§ **EXERCISE DETAILS**
Among the lines below, which ones contain the word "policy"? Copy every such line.

§ **EXTRACTED INFORMATION**
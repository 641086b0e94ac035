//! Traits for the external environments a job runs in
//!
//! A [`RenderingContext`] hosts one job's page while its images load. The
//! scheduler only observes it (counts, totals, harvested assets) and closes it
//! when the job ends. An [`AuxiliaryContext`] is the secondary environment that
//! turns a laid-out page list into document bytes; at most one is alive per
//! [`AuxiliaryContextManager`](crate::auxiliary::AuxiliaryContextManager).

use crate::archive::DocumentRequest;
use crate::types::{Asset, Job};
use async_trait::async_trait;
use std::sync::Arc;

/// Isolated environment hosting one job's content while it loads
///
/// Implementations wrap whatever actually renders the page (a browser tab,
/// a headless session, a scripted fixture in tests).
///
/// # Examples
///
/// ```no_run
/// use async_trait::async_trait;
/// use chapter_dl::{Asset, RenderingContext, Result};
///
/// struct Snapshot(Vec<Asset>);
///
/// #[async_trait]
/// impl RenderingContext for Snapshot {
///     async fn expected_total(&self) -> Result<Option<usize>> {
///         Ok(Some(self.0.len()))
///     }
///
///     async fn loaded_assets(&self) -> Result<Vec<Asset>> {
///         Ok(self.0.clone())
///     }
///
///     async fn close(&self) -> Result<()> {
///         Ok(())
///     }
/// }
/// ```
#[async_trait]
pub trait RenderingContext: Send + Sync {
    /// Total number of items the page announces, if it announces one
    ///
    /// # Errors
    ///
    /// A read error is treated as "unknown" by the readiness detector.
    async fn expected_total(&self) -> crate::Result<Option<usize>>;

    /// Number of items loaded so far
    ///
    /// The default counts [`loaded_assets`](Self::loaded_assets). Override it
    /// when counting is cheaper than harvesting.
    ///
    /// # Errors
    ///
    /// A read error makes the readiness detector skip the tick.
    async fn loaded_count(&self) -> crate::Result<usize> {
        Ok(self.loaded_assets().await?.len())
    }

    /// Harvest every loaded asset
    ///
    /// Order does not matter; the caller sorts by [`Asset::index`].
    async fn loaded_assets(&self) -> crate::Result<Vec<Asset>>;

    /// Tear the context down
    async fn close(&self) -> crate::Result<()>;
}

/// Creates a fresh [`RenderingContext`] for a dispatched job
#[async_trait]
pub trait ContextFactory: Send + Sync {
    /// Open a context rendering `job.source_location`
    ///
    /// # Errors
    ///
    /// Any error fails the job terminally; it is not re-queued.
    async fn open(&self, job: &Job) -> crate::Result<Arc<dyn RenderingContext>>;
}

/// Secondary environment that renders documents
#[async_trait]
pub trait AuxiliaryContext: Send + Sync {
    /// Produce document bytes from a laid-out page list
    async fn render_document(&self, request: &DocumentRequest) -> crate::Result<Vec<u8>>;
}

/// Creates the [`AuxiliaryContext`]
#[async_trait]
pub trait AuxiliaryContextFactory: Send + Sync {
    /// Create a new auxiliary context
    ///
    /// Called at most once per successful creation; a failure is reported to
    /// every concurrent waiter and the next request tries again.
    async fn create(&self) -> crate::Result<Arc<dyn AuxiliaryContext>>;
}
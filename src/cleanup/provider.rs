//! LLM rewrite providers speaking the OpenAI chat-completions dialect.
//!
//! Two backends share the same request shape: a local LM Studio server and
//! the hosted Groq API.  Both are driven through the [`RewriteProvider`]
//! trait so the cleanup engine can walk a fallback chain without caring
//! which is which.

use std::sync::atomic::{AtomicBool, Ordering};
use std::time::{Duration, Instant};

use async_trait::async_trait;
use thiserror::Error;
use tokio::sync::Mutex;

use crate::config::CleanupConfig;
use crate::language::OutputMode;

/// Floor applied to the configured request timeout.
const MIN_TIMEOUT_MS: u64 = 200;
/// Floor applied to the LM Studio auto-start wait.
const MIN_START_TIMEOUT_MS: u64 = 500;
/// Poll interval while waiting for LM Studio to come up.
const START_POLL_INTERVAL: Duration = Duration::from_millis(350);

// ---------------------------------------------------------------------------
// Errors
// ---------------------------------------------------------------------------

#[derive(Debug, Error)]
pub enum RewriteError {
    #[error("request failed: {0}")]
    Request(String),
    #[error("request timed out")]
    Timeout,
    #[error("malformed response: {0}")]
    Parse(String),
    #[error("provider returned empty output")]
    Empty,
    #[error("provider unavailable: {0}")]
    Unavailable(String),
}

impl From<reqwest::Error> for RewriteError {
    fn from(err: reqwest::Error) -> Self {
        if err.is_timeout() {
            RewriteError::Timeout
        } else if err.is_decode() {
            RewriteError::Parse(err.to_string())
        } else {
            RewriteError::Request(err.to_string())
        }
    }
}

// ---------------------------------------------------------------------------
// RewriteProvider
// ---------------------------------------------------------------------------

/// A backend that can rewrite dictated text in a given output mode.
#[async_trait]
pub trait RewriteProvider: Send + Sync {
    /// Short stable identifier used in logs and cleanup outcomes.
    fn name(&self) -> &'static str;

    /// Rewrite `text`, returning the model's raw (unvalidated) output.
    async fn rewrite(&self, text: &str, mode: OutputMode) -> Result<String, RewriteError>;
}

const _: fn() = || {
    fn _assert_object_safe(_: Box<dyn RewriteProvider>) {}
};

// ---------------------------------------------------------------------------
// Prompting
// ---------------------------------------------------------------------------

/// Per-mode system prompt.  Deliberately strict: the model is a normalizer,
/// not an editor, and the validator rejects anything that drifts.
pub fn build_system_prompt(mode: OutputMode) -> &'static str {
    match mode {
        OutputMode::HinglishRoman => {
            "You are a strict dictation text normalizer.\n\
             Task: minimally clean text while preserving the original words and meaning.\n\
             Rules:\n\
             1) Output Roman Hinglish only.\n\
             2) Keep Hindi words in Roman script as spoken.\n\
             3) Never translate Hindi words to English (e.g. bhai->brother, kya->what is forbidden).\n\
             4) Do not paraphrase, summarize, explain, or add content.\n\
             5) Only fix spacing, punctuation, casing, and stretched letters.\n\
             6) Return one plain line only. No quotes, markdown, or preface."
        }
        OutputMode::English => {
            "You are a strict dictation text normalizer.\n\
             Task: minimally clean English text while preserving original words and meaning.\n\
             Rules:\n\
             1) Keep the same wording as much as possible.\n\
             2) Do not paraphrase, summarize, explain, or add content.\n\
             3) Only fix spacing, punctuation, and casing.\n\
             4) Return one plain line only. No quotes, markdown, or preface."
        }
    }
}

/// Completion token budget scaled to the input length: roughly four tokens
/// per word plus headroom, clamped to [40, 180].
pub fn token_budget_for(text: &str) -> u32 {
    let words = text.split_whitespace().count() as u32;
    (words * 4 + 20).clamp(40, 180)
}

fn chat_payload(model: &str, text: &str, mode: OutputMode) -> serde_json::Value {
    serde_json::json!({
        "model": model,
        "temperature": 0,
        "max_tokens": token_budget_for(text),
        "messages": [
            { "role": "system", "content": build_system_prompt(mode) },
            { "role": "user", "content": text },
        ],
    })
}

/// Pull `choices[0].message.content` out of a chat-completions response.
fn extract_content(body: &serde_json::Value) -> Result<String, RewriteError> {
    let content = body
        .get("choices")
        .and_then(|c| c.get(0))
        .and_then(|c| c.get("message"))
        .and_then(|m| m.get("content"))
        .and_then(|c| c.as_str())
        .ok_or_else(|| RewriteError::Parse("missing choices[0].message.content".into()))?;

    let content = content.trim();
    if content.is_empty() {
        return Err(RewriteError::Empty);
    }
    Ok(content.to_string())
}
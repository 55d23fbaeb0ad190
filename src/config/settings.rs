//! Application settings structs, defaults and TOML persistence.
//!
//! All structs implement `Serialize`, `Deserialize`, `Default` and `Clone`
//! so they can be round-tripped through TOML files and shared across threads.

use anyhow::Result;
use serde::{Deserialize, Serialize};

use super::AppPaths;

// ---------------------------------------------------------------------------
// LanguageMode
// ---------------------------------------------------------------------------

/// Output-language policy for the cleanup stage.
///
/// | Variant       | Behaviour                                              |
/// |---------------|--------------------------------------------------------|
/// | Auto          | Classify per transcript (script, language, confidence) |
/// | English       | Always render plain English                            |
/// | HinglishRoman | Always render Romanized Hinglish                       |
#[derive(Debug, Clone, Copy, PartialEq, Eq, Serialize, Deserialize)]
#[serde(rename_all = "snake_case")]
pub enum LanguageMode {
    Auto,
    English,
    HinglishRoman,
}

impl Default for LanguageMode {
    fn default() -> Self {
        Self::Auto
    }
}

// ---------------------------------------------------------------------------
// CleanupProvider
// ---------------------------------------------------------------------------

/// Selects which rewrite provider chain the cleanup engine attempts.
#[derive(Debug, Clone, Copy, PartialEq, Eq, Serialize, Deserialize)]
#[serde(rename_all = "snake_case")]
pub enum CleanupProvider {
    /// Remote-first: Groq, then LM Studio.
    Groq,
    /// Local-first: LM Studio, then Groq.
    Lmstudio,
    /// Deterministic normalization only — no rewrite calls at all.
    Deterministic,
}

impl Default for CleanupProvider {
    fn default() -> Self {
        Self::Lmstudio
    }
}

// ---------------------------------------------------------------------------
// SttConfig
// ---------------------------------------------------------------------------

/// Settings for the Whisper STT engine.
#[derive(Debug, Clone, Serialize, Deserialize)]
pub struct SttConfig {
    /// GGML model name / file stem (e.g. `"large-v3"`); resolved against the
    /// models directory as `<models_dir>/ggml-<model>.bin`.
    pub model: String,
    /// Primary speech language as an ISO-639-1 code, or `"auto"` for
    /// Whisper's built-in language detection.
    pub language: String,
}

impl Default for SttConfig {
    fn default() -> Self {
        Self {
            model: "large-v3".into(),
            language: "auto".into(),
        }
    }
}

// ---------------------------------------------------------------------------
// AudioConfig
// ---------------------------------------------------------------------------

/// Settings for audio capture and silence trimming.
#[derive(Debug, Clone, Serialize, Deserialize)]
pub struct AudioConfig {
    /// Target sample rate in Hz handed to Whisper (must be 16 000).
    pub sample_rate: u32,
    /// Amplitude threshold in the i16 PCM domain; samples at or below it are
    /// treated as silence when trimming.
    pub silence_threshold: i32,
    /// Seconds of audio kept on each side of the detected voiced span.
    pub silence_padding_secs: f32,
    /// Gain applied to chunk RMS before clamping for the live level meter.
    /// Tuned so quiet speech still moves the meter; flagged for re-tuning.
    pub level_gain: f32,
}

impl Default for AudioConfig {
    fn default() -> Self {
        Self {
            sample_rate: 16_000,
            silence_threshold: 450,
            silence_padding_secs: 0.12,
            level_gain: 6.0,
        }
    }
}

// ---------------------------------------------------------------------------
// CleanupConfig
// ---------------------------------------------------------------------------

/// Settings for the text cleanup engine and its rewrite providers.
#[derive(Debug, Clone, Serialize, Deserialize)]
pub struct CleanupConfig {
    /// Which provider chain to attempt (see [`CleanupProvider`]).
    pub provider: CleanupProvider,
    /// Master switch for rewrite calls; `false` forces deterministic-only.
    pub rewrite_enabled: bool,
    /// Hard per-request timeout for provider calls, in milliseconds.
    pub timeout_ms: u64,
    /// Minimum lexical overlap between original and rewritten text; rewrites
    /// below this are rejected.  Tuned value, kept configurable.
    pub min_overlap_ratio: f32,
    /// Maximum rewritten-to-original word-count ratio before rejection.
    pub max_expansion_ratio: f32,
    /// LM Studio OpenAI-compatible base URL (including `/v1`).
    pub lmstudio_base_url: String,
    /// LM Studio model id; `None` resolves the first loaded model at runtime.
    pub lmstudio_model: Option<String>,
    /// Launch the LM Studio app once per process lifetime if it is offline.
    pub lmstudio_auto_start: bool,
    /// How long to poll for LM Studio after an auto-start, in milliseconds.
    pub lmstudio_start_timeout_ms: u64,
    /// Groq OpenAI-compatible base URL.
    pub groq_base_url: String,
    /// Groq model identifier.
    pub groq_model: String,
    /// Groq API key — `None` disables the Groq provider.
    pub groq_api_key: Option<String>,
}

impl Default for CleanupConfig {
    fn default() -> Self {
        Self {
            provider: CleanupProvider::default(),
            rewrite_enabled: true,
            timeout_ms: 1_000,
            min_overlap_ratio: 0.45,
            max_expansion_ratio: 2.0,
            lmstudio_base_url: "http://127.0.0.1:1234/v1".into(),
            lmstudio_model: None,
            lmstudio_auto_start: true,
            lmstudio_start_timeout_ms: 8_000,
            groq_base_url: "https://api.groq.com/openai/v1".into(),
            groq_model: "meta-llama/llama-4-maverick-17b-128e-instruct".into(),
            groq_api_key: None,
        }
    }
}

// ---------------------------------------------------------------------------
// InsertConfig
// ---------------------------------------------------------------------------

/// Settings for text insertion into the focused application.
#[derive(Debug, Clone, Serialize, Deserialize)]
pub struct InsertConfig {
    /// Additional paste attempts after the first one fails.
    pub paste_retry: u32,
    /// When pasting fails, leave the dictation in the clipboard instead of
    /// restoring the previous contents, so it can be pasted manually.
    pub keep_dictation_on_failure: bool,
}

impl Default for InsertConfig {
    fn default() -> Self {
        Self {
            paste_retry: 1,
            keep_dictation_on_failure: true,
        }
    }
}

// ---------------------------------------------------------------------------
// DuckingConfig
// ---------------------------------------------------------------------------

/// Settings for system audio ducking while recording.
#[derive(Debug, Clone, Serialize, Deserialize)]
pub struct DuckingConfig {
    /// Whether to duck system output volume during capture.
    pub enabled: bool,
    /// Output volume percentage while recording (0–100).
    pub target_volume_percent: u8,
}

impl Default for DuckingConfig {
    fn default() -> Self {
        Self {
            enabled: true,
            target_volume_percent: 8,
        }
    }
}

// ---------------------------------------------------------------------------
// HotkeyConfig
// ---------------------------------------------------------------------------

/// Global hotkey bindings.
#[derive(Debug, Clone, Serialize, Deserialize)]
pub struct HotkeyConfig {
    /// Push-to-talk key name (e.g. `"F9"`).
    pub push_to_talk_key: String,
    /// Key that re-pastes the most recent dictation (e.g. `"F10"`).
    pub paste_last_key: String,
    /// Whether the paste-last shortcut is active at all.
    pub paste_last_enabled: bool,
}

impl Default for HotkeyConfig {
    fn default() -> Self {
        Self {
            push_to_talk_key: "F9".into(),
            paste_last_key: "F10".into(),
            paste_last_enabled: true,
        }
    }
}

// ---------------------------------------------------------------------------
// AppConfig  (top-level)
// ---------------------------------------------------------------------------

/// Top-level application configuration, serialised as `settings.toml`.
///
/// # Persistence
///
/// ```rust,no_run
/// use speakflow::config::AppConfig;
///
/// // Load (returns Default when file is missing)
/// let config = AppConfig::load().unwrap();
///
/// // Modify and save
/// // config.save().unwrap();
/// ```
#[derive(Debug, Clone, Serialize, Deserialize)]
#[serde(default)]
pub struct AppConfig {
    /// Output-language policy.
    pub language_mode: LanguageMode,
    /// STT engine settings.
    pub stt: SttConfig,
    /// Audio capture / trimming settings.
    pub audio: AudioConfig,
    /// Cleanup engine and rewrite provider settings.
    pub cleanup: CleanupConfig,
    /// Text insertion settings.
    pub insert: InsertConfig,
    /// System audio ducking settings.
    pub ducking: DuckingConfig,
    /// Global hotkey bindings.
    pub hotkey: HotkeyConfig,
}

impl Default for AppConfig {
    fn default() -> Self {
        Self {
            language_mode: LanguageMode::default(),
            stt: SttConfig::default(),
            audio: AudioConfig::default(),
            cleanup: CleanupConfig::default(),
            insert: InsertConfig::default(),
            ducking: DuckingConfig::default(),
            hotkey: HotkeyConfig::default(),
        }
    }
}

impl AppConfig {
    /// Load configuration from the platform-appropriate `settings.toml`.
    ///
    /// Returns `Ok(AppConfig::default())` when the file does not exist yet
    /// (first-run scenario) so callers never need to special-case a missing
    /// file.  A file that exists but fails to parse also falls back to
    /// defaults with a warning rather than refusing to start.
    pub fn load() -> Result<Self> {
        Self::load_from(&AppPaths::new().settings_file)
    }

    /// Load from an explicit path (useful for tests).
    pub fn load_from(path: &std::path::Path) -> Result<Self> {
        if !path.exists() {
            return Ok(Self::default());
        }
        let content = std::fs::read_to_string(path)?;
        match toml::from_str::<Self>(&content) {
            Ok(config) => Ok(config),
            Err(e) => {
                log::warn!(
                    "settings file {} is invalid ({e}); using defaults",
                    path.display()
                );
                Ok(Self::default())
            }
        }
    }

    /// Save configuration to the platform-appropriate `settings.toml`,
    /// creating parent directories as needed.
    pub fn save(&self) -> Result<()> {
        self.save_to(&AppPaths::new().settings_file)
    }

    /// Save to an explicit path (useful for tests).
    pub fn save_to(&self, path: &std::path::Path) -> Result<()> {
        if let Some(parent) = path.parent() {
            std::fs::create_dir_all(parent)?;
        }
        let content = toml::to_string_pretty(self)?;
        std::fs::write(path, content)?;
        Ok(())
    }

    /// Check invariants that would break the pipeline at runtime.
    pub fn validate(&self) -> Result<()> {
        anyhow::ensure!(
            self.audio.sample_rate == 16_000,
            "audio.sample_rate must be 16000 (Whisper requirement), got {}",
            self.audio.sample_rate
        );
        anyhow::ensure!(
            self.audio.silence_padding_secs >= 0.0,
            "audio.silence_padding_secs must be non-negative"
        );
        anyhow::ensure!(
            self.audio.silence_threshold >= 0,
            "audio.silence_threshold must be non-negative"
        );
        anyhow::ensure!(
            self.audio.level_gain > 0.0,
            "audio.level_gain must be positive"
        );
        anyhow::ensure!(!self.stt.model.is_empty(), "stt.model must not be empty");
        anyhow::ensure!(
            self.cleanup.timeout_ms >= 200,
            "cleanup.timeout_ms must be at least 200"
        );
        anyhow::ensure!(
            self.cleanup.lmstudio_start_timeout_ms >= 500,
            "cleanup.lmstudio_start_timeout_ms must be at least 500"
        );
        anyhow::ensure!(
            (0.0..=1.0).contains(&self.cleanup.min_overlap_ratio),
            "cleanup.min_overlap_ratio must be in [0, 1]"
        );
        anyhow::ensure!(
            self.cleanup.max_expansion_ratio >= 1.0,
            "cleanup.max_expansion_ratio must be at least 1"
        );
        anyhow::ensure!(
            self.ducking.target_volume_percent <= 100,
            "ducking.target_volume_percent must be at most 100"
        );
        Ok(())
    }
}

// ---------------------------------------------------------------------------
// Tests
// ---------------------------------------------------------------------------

§ **ANSWER AREA**
/// Output-language policy for the cleanup stage.
    /// Output-language policy.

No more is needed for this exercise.